The span to repeat in the listing below runs from the line containing "filename crates/ambient-lib/src/output/post_process.rs" to the line containing "pub trait PostProcessor: std::fmt::Debug", inclusive. Repeat it exactly, and only it.

○ ○ ○ ○

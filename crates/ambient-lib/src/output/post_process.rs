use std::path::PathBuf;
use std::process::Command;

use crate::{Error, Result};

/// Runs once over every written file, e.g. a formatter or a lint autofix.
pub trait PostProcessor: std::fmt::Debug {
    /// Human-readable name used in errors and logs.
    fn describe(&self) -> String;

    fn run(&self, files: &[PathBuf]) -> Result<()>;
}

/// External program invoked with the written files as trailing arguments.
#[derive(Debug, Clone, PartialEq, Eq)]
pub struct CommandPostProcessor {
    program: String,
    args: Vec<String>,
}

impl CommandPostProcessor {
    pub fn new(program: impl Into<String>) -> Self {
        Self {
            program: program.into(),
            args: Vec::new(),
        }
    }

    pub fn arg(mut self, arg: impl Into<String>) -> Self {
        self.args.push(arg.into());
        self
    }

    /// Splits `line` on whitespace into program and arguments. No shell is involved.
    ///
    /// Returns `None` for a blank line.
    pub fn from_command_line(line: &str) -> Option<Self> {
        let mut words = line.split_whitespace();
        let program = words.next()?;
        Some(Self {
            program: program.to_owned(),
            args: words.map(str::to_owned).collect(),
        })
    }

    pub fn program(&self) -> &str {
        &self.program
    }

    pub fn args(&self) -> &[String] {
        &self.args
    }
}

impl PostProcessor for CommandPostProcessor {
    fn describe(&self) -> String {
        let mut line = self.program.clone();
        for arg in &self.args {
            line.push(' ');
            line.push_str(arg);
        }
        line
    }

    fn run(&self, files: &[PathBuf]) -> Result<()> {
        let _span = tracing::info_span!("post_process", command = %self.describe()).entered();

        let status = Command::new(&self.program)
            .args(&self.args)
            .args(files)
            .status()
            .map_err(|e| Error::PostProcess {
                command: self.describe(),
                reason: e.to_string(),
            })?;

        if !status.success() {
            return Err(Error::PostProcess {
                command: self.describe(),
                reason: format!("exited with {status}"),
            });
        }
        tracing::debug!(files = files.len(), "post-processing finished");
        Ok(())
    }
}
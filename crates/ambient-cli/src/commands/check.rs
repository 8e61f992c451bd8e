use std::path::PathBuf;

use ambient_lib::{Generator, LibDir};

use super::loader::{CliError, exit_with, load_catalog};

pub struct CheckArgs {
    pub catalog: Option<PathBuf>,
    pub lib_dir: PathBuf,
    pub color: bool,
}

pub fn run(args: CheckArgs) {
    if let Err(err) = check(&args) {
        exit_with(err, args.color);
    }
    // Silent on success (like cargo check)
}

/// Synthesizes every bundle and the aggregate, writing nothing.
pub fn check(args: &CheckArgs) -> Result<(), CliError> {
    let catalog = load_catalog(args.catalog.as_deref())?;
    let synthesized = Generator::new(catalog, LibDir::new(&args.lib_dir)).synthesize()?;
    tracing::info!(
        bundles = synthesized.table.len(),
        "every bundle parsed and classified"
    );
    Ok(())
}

○ ○ ○ ○

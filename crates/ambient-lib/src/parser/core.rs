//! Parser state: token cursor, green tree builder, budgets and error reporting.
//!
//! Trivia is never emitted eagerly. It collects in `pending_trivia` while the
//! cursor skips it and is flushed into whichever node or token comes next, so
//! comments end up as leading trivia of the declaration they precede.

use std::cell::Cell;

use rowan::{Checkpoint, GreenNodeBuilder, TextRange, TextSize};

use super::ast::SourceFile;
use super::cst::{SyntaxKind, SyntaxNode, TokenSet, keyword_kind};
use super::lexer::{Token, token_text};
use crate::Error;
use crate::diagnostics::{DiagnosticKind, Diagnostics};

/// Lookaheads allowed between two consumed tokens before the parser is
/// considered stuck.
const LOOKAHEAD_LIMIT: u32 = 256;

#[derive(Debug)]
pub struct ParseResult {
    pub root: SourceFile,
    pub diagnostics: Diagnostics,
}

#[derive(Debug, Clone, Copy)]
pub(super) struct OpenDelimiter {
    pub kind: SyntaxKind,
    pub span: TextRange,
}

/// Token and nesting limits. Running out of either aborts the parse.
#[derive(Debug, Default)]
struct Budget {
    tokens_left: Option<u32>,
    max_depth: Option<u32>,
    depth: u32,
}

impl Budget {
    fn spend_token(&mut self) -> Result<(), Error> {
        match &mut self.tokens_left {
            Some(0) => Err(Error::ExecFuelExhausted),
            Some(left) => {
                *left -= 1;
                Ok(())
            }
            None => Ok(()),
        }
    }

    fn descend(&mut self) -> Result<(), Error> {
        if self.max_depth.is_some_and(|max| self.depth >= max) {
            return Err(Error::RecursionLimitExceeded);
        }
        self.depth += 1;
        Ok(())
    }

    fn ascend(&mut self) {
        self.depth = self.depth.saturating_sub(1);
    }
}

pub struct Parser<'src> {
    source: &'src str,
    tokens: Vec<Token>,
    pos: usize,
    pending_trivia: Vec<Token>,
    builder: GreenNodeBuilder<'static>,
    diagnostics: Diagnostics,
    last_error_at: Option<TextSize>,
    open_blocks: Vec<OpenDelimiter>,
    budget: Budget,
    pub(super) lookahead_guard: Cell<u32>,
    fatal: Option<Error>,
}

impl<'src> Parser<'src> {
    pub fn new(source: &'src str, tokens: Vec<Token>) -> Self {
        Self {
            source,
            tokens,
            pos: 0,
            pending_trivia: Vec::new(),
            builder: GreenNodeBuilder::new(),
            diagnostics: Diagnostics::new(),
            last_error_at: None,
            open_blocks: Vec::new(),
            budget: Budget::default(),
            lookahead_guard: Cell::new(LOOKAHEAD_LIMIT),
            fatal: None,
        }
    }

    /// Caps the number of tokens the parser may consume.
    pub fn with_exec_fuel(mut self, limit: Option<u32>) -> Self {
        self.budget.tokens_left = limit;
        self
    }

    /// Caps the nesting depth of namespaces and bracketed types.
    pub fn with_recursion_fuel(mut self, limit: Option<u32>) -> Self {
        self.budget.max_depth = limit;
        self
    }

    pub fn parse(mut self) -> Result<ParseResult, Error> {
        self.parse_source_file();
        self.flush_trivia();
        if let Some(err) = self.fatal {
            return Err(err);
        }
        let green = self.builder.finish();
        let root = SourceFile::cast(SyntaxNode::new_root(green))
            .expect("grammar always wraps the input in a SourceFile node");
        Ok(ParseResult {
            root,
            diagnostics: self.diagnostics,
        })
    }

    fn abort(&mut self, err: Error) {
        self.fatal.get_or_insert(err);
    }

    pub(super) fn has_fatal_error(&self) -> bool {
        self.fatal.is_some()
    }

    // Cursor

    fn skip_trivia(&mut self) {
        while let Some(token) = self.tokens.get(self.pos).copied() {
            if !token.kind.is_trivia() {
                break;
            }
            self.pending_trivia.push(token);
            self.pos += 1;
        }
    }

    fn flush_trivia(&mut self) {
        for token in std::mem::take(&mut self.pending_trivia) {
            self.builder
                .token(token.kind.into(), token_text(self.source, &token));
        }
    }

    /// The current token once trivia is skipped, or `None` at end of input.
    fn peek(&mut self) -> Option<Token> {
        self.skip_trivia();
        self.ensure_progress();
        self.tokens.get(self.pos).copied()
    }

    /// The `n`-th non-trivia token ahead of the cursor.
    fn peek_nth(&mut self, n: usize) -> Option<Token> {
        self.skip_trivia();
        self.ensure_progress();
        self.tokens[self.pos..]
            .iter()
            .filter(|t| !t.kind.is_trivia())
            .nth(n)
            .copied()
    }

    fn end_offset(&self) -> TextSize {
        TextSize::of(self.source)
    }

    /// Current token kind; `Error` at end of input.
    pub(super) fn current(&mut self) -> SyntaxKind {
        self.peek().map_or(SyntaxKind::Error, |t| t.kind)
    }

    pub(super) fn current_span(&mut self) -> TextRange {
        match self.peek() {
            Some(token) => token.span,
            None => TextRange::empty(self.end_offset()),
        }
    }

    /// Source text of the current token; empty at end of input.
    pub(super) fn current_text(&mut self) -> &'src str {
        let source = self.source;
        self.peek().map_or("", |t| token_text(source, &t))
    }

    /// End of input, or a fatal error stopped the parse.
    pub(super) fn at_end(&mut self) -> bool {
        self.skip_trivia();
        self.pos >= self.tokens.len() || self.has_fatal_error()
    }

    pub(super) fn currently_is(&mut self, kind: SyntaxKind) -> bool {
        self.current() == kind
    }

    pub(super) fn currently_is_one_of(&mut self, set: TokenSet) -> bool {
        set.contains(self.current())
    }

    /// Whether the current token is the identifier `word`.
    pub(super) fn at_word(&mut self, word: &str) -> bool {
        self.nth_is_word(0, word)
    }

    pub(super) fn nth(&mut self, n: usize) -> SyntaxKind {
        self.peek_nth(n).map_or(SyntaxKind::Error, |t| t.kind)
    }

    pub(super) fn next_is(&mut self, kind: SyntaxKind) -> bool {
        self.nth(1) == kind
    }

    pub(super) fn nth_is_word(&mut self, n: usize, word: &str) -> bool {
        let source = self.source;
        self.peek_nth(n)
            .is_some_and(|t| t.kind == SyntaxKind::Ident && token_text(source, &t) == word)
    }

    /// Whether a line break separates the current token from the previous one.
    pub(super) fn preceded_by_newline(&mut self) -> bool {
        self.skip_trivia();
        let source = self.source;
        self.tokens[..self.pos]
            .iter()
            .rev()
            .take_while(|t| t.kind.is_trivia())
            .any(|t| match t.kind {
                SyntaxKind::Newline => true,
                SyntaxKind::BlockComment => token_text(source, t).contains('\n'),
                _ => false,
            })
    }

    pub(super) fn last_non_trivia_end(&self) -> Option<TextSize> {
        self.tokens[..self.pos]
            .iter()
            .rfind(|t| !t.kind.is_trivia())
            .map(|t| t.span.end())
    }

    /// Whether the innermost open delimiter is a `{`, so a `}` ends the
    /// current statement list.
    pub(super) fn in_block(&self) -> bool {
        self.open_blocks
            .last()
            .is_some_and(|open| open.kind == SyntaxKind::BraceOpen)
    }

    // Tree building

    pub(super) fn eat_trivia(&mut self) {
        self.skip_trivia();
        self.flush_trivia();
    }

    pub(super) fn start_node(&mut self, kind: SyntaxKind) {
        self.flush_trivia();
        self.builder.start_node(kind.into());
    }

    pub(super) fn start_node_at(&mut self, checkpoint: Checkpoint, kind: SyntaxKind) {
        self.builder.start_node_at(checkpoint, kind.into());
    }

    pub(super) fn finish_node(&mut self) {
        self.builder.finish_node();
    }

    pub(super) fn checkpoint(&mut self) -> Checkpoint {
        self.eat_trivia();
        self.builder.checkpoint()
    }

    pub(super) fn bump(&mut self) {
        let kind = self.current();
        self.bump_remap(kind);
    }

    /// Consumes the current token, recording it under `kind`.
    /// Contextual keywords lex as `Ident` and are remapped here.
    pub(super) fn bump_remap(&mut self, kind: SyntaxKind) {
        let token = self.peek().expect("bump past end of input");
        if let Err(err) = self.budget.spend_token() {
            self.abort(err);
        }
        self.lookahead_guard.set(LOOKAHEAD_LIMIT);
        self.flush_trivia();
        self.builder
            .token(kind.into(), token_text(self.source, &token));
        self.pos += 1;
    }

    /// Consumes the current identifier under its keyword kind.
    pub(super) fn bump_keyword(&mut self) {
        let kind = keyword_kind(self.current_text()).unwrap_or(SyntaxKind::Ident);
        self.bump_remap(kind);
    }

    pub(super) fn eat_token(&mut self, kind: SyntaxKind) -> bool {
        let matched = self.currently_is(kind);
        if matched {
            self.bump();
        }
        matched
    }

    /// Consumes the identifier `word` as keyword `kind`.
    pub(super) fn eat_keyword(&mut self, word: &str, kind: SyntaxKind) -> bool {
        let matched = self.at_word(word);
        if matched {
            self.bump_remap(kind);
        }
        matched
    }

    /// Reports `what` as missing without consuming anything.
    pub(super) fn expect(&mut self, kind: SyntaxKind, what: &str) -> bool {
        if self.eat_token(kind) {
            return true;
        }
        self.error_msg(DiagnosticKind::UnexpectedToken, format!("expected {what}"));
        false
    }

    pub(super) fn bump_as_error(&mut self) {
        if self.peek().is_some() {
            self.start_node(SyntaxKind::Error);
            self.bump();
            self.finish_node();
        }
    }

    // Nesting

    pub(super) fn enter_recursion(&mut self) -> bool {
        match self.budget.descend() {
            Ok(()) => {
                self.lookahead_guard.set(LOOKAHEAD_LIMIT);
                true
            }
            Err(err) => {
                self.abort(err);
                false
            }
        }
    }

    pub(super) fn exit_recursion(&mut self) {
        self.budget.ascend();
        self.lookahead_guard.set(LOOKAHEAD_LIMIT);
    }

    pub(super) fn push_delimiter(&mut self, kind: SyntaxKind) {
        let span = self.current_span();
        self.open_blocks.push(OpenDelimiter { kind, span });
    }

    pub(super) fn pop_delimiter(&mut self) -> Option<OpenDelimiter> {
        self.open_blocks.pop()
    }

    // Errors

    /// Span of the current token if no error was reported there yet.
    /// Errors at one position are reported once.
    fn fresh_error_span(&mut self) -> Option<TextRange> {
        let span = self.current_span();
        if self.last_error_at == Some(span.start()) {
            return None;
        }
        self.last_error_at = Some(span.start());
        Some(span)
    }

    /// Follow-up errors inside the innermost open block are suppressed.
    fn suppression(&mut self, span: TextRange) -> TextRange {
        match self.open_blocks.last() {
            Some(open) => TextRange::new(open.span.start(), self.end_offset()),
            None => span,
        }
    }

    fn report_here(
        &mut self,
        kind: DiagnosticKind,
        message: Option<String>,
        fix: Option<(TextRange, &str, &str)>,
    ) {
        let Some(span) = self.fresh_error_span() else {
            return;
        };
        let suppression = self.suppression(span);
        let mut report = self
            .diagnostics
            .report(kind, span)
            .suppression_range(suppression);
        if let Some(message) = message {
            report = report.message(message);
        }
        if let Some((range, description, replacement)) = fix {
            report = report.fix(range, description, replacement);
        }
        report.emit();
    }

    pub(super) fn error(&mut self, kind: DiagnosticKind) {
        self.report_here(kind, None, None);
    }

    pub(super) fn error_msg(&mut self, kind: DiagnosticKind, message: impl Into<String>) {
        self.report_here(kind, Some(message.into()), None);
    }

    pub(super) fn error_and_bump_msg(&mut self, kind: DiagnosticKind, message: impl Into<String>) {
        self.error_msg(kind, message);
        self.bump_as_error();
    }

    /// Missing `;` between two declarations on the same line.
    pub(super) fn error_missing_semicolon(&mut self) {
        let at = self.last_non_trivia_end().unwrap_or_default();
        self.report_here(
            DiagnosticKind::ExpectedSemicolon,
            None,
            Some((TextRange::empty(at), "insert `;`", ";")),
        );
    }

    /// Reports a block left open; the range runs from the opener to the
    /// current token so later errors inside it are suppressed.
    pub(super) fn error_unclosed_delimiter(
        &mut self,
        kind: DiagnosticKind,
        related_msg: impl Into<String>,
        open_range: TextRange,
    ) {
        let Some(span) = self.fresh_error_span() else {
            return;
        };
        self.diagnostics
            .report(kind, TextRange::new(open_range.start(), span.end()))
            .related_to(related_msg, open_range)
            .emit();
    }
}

○ ○ ○ ○

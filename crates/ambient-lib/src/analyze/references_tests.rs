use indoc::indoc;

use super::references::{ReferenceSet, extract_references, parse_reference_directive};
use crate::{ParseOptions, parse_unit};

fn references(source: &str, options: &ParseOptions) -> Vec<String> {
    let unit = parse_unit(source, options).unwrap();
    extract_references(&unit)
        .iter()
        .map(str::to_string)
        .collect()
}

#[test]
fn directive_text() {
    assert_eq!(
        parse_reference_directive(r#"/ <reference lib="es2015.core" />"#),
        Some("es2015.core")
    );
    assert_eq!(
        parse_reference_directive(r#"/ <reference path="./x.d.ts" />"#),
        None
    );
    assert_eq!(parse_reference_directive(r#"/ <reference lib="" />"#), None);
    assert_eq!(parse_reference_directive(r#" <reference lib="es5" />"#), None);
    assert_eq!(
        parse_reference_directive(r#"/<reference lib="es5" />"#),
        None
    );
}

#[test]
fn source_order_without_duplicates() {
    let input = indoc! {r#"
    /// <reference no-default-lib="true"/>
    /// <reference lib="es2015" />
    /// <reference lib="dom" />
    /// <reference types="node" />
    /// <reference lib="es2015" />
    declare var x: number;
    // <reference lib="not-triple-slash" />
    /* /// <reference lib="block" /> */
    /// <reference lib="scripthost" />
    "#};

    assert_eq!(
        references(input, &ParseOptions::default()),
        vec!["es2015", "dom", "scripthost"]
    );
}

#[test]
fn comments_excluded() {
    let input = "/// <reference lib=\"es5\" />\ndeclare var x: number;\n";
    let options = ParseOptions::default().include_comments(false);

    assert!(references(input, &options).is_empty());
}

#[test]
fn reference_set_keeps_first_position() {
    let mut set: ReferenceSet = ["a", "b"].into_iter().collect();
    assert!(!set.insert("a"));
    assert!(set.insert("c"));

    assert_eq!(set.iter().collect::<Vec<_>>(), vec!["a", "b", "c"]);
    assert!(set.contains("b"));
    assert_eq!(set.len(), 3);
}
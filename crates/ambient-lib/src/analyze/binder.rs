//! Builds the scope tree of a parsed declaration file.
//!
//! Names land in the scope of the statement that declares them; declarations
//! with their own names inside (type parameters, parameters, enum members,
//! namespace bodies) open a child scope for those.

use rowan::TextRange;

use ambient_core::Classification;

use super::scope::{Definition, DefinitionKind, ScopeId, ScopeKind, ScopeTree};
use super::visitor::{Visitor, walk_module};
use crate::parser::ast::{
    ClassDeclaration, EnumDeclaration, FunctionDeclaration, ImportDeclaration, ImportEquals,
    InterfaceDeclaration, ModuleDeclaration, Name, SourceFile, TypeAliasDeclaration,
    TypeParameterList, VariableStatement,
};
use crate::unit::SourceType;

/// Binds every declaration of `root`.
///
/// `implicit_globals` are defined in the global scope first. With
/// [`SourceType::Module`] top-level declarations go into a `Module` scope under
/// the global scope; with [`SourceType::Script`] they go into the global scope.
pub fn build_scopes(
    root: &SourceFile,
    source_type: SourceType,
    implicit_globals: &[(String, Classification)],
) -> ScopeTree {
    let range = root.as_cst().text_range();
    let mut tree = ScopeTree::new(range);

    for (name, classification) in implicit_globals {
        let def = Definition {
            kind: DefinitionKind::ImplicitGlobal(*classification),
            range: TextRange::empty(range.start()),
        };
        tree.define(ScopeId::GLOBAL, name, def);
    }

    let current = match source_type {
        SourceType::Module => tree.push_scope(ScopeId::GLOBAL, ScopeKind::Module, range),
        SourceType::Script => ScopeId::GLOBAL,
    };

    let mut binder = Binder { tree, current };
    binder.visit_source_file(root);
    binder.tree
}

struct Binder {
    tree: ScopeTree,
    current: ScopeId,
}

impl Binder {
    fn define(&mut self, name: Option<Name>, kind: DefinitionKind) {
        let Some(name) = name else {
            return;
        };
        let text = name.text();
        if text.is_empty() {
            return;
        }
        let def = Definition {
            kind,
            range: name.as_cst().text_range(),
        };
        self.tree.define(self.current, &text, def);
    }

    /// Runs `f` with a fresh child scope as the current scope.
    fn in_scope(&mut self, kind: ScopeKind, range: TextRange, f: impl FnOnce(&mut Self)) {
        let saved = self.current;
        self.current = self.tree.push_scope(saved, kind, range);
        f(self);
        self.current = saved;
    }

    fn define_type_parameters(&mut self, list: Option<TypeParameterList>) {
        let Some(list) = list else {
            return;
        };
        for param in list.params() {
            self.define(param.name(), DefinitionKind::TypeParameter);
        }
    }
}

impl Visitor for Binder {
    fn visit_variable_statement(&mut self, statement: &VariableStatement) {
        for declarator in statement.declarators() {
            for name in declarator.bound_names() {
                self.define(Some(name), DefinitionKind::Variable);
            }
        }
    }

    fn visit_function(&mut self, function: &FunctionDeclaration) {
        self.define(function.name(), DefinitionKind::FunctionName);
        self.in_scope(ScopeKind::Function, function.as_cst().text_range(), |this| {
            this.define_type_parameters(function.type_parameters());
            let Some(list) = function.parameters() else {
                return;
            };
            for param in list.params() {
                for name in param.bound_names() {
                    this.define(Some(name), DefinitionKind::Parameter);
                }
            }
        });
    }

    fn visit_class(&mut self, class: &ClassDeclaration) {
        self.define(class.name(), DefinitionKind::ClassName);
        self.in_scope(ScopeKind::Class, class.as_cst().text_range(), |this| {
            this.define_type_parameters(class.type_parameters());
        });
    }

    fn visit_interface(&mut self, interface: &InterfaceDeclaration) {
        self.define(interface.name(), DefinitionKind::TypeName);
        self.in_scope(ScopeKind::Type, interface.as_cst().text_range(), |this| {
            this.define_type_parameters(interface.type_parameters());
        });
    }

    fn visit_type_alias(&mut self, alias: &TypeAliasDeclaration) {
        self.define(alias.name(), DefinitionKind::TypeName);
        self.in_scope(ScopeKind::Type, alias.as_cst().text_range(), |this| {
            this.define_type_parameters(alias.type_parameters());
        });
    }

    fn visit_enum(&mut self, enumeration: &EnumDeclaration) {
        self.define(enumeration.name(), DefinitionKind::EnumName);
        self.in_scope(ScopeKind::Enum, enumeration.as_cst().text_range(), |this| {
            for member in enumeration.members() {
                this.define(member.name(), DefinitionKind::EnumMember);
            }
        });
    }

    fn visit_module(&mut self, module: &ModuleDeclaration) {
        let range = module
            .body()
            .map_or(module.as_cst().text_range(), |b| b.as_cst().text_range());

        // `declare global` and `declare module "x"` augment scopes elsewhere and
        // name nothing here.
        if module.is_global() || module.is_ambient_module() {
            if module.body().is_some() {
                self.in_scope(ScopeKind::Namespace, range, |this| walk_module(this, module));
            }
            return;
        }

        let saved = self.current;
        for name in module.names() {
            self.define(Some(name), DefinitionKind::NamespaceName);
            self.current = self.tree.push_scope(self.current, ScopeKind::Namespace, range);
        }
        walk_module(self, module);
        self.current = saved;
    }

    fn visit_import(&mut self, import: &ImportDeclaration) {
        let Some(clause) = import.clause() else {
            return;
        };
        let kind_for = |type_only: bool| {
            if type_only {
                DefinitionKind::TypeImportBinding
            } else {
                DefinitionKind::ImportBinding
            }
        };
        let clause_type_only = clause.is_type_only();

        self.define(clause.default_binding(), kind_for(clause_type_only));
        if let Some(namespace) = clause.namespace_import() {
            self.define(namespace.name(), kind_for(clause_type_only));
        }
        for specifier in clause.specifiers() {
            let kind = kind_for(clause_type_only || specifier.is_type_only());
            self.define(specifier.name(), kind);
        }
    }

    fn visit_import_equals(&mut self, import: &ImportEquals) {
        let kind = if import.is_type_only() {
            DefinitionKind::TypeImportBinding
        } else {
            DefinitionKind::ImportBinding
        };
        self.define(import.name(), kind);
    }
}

○ ○ ○ ○

> **Result of the task**:
filename crates/ambient-lib/src/output/post_process.rs
use std::path::PathBuf;
use std::process::Command;

use crate::{Error, Result};

/// Runs once over every written file, e.g. a formatter or a lint autofix.
pub trait PostProcessor: std::fmt::Debug {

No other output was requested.